また、真柴少佐と小泉中尉ほか、軍上層部5人しか知らない財宝のことなど、
当時の久枝が知るすべのないことまで回想で語られてしまっており、納得がいきません。
一応、真柴少佐の当時の日記を久枝が持っていたということになっていますが、
その日記が久枝の手元に渡るシーンは一切なく、
そもそもそんな超国家機密を、慎重な真柴少佐が日記に書くなんて考えにくいです。
なので回想なんかにしないで、はじめから戦時中を舞台にして描き、
現代の久枝も描きたいなら、最後に後日談として描けばいいと思います。

ただ、そもそも久枝を中心に描いていること自体がイマイチで、
観客が気になるのはむしろ軍人たちが敗戦後どうなったかですよ。
久枝の話で明確にわかる望月軍曹や、後日談としてマッカーサーの通訳だった
日系人(ミッキー・カーチス)の回想で判明する小泉中尉はまだいいとして、
一番気になる真柴少佐の動向が最期まで描かれていません。
それなのに久枝の孫(麻生久美子)の職場とか結婚とかオメデタとか、
そんなどうでもいいエピソードに時間割かれるのが納得できません。
火葬場以降のシーンは全く感動もしないし完全に蛇足です。

真柴少佐の最期や日記の受け渡しなど、描かれるべきものが描かれず、
現代を舞台としてどうでもいいシーンが延々と描かれ、
それで134分もの上映時間になってるんだから、監督の腕が問われます。
この物語は戦時中の財宝隠しとマッカーサーの通訳の後日談だけで充分でした。
それなら上映時間も2時間未満でスッキリ収まったはずです。
恐ろしいのは当初は3時間を超える超長尺作品にするつもりだったということです。
それが予算の都合で短くせざるを得なかったらしいのですが、
短くするにあたって、脚本を新たに書き換えず、適当に切っていったんだと思います。
3時間以上なら久枝の回想が中心という展開も活きたと思いますが、
短くするにあたっても、久枝のところだけは切らなかったため、
他の大切なシーンが疎かになったんだと思います。

ちなみに久枝の女学生時代は2年前に大人気だった子役・森迫永依でしたが、
20人の女学生の中のひとりという感じであまり目立ってはいませんでした。
だから久枝を中心にしたのではなく、八千草薫を重用したかっただけだと思います。
ボクは柴田少佐役、堺雅人の主演映画として観に行ったんですが、
これでは八千草薫の主演映画です…。
監督も主演なのに堺雅人をあまり活躍させられなかったことが申し訳なく思っていて、
次の監督作『ツレがうつになりまして。

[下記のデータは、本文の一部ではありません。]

//! Session-scoped test controller.
//!
//! One [`TestController`] lives for the whole run. It owns the session with
//! the testing service, caches enablement answers and hands per-operation
//! tests the queries, client construction and validation they need.

use std::collections::HashMap;
use std::fmt;
use std::sync::Arc;

use autotest_wire::{endpoints, TestingConfig, ValidationSubmission};
use serde::Serialize;
use serde_json::Value;
use tokio::sync::RwLock;

use crate::context::OperationContext;
use crate::error::{ClientError, DispatchFault, HarnessError, SessionFault};
use crate::pagination::{self, ListResponses};
use crate::retry::{RetryAttachment, RetryPolicy};
use crate::sdk::{ConfigurationProvider, EnvConfigurationProvider, PaginatedRequest, PaginatedResponse};
use crate::service::http::HttpTestingService;
use crate::service::{SessionHandle, TestingService};
use crate::settings::HarnessSettings;

/// Lifecycle of the controller's session.
#[derive(Debug, Clone, Copy, PartialEq, Eq)]
pub enum SessionPhase {
    Uninitialized,
    Running,
    /// The external service is switched off for this run.
    Disabled,
    Closed,
}

impl fmt::Display for SessionPhase {
    fn fmt(&self, f: &mut fmt::Formatter<'_>) -> fmt::Result {
        let name = match self {
            SessionPhase::Uninitialized => "uninitialized",
            SessionPhase::Running => "running",
            SessionPhase::Disabled => "disabled",
            SessionPhase::Closed => "closed",
        };
        f.write_str(name)
    }
}

#[derive(Debug)]
struct SessionState {
    phase: SessionPhase,
    handle: Option<SessionHandle>,
}

type EnabledKey = (String, String);

/// Process-wide state holder shared by every operation test.
pub struct TestController {
    service: Arc<dyn TestingService>,
    config_provider: Arc<dyn ConfigurationProvider>,
    settings: HarnessSettings,
    state: RwLock<SessionState>,
    enabled: RwLock<HashMap<EnabledKey, bool>>,
}

impl fmt::Debug for TestController {
    fn fmt(&self, f: &mut fmt::Formatter<'_>) -> fmt::Result {
        f.debug_struct("TestController")
            .field("settings", &self.settings)
            .finish_non_exhaustive()
    }
}

impl TestController {
    pub fn new(
        service: Arc<dyn TestingService>,
        config_provider: Arc<dyn ConfigurationProvider>,
        settings: HarnessSettings,
    ) -> Self {
        TestController {
            service,
            config_provider,
            settings,
            state: RwLock::new(SessionState {
                phase: SessionPhase::Uninitialized,
                handle: None,
            }),
            enabled: RwLock::new(HashMap::new()),
        }
    }

    /// A controller talking HTTP to `settings.service_url`, with credentials
    /// from the `OCI_*` environment variables.
    pub fn from_settings(settings: HarnessSettings) -> Self {
        let service = HttpTestingService::new(&settings.service_url);
        Self::new(
            Arc::new(service),
            Arc::new(EnvConfigurationProvider::default()),
            settings,
        )
    }

    pub fn settings(&self) -> &HarnessSettings {
        &self.settings
    }

    /// The global with-retry flag.
    pub fn with_retry(&self) -> bool {
        self.settings.with_retry
    }

    /// The policy to attach to one request under `attachment`.
    pub fn retry_policy(&self, attachment: RetryAttachment) -> Option<Arc<RetryPolicy>> {
        attachment.policy(self.with_retry())
    }

    pub async fn phase(&self) -> SessionPhase {
        self.state.read().await.phase
    }

    // ──────────────────────────────────────────────
    // Lifecycle
    // ──────────────────────────────────────────────

    /// Open the session. Allowed once, from [`SessionPhase::Uninitialized`].
    ///
    /// With the service disabled no call is made and the controller moves to
    /// [`SessionPhase::Disabled`].
    pub async fn start_session(&self) -> Result<(), SessionFault> {
        let mut state = self.state.write().await;
        if state.phase != SessionPhase::Uninitialized {
            return Err(SessionFault::InvalidState {
                action: "start the session",
                phase: state.phase,
            });
        }
        if self.settings.service_disabled {
            tracing::info!("testing service disabled, every operation will be skipped");
            state.phase = SessionPhase::Disabled;
            return Ok(());
        }

        let handle = self.service.open_session(&self.settings.run_id).await?;
        tracing::info!(
            session_id = %handle.session_id,
            base_url = %handle.base_url,
            region = %handle.config.region,
            run_id = %self.settings.run_id,
            "session started"
        );
        state.phase = SessionPhase::Running;
        state.handle = Some(handle);
        Ok(())
    }

    /// Close the session. Repeated calls after a successful close are no-ops.
    pub async fn end_session(&self) -> Result<(), SessionFault> {
        let mut state = self.state.write().await;
        match state.phase {
            SessionPhase::Closed | SessionPhase::Disabled => Ok(()),
            SessionPhase::Uninitialized => Err(SessionFault::InvalidState {
                action: "end the session",
                phase: state.phase,
            }),
            SessionPhase::Running => {
                if let Some(ref handle) = state.handle {
                    self.service.close_session(handle).await?;
                    tracing::info!(session_id = %handle.session_id, "session ended");
                }
                state.phase = SessionPhase::Closed;
                state.handle = None;
                self.enabled.write().await.clear();
                Ok(())
            }
        }
    }

    async fn session(&self, action: &'static str) -> Result<SessionHandle, SessionFault> {
        let state = self.state.read().await;
        match (state.phase, &state.handle) {
            (SessionPhase::Running, Some(handle)) => Ok(handle.clone()),
            (phase, _) => Err(SessionFault::InvalidState { action, phase }),
        }
    }

    /// The `TestingConfig` issued for this session.
    pub async fn testing_config(&self) -> Result<TestingConfig, SessionFault> {
        Ok(self.session("read the testing config").await?.config)
    }

    // ──────────────────────────────────────────────
    // Queries
    // ──────────────────────────────────────────────

    /// Whether `(service, operation)` is in scope. Always `false` when the
    /// service is disabled. Answers are cached for the session.
    pub async fn is_api_enabled(&self, service: &str, operation: &str) -> Result<bool, SessionFault> {
        if self.phase().await == SessionPhase::Disabled {
            return Ok(false);
        }
        let key = (service.to_string(), operation.to_string());
        if let Some(enabled) = self.enabled.read().await.get(&key) {
            return Ok(*enabled);
        }

        let session = self.session("query enablement").await?;
        let enabled = self
            .service
            .is_api_enabled(&session, service, operation)
            .await?;
        tracing::debug!(service, operation, enabled, "enablement answer");
        self.enabled.write().await.insert(key, enabled);
        Ok(enabled)
    }

    /// The raw corpus for `(service, operation)`.
    pub async fn get_requests(&self, service: &str, operation: &str) -> Result<Vec<u8>, SessionFault> {
        let session = self.session("fetch requests").await?;
        let body = self.service.get_requests(&session, service, operation).await?;
        tracing::debug!(service, operation, bytes = body.len(), "fetched request corpus");
        Ok(body)
    }

    /// Build the client for one operation through `factory`, handing it the
    /// session's credentials and testing config.
    pub async fn create_client_for_operation<C, F>(
        &self,
        service: &str,
        client_kind: &str,
        operation: &str,
        factory: F,
    ) -> Result<C, HarnessError>
    where
        F: FnOnce(&dyn ConfigurationProvider, &TestingConfig) -> Result<C, ClientError>,
    {
        let config = self.testing_config().await?;
        let client = factory(self.config_provider.as_ref(), &config)?;
        tracing::debug!(
            service,
            client_kind,
            operation,
            region = %config.region,
            endpoint = config.endpoint_override().unwrap_or(""),
            "created client"
        );
        Ok(client)
    }

    /// Submit one outcome. Returns the service's mismatch message; empty
    /// means the outcome was accepted.
    pub async fn validate_result<Req, Resp>(
        &self,
        container_id: &str,
        request: &Req,
        response: Option<&Resp>,
        fault: Option<&DispatchFault>,
    ) -> Result<String, SessionFault>
    where
        Req: Serialize + ?Sized,
        Resp: Serialize + ?Sized,
    {
        let session = self.session("validate a result").await?;
        let submission = ValidationSubmission {
            container_id: container_id.to_string(),
            request: encode(request)?,
            response: match response {
                Some(response) => encode(response)?,
                None => Value::Null,
            },
            error: fault.map(DispatchFault::to_record),
        };
        let message = self.service.validate_result(&session, &submission).await?;
        if message.is_empty() {
            tracing::debug!(container_id, "result accepted");
        } else {
            tracing::warn!(container_id, %message, "result rejected");
        }
        Ok(message)
    }

    /// Uniform entry point to the pagination driver.
    pub async fn generate_list_responses<R, P, F, Fut>(
        &self,
        request: &mut R,
        ctx: &OperationContext,
        dispatch: F,
    ) -> ListResponses<P>
    where
        R: PaginatedRequest,
        P: PaginatedResponse,
        F: FnMut(R) -> Fut,
        Fut: std::future::Future<Output = Result<P, DispatchFault>>,
    {
        pagination::generate_list_responses(request, ctx, dispatch).await
    }
}

fn encode<T: Serialize + ?Sized>(value: &T) -> Result<Value, SessionFault> {
    serde_json::to_value(value).map_err(|e| SessionFault::Malformed {
        endpoint: endpoints::VALIDATE_RESULT.to_string(),
        message: format!("cannot encode submission: {}", e),
    })
}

』にも出演してもらったそうです。
そちらは10月公開になりますが、公開スパンが短すぎて、
ちゃんといい作品になっているのかちょっと不安です。
主演の妻役もも今公開中の『神様のカルテ』で妻役しているの宮崎あおいで、
しかもどちらの役のニックネームも「ハル」だそうで被りまくってます。
もうちょっと公開時期を考えたらいいのにね。